↓↓↓

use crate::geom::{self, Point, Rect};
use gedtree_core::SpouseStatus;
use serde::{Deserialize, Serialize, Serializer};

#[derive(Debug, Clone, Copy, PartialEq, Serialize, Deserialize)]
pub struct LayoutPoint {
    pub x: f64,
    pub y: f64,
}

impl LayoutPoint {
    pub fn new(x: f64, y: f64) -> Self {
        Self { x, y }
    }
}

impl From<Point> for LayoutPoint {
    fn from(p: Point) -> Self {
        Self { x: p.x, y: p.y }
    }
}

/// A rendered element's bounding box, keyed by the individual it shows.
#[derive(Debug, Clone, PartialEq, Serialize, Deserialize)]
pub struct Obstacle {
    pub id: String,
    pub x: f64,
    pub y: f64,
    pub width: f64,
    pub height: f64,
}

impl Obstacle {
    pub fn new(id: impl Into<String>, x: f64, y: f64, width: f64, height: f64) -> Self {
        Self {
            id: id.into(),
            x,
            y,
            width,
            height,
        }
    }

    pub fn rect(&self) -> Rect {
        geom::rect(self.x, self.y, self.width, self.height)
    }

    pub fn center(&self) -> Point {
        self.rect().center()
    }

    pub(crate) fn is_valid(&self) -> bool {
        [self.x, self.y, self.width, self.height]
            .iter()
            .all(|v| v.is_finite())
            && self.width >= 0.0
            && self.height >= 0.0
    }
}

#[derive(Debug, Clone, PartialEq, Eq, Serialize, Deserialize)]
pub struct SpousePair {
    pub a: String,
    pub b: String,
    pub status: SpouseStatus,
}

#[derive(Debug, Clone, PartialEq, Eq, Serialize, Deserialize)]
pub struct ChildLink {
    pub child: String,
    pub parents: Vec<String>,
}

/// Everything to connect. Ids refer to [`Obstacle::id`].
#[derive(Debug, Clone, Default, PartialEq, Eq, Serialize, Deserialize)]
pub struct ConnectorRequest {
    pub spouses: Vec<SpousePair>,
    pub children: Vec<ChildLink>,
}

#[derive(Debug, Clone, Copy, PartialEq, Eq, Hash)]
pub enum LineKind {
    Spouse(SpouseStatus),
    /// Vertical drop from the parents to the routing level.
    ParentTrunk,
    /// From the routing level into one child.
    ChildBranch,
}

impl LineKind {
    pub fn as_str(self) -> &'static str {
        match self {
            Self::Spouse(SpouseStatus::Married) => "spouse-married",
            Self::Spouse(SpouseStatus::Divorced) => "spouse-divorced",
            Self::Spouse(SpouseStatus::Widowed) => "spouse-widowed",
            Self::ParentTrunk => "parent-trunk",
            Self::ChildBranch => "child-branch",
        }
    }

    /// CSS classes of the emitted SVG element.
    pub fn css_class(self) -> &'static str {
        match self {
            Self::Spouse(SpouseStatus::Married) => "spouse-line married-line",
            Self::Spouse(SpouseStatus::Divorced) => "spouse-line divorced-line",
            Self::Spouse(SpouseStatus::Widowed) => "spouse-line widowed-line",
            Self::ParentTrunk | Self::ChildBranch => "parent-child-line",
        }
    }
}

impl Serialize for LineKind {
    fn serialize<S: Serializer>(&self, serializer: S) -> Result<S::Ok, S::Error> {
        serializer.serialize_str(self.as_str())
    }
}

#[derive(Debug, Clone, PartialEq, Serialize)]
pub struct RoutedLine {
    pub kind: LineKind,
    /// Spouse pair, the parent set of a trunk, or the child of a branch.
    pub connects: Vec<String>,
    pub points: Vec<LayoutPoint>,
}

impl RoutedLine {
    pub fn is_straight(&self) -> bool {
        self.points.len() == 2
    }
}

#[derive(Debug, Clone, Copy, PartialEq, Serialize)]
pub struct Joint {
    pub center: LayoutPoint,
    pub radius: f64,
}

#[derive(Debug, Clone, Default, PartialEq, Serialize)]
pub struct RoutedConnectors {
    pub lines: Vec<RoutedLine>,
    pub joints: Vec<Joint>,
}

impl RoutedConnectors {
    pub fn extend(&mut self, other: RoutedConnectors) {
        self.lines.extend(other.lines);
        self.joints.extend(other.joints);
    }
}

↑↑↑
↓↓↓

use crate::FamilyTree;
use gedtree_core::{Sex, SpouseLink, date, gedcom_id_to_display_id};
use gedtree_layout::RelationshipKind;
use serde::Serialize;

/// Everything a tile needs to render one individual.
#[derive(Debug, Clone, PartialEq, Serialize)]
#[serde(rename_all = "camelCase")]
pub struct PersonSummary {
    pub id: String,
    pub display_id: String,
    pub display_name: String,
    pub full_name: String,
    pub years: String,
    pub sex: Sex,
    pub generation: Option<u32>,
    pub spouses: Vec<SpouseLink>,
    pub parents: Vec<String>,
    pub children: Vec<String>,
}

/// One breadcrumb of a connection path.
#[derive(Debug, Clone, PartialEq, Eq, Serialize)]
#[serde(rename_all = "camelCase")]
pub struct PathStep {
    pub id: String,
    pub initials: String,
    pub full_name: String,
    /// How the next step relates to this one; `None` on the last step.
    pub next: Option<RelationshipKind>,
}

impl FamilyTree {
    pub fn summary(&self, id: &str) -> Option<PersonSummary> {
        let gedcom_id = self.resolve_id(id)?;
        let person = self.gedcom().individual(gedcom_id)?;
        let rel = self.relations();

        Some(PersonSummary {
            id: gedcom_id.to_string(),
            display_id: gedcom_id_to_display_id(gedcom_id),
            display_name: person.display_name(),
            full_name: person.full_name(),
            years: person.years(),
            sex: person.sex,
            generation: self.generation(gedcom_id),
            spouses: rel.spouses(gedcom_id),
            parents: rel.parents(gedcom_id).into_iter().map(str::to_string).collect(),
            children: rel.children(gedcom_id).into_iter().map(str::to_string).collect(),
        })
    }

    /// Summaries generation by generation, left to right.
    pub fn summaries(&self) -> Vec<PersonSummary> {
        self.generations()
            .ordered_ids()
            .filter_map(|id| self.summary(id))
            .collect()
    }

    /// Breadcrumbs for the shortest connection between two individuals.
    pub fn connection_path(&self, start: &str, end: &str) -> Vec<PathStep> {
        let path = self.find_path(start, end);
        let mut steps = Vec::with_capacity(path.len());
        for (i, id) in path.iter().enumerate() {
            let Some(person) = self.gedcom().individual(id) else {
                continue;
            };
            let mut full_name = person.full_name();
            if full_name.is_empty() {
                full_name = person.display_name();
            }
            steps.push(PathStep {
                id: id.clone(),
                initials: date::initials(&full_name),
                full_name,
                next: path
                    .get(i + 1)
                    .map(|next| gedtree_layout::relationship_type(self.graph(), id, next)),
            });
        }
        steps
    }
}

↑↑↑

# [Description of the task]
In the entries above, which lines hold the string "children"? Report all of them.

# [Answer for this exercise]
    pub children: Vec<ChildLink>,
    pub children: Vec<String>,
            children: rel.children(gedcom_id).into_iter().map(str::to_string).collect(),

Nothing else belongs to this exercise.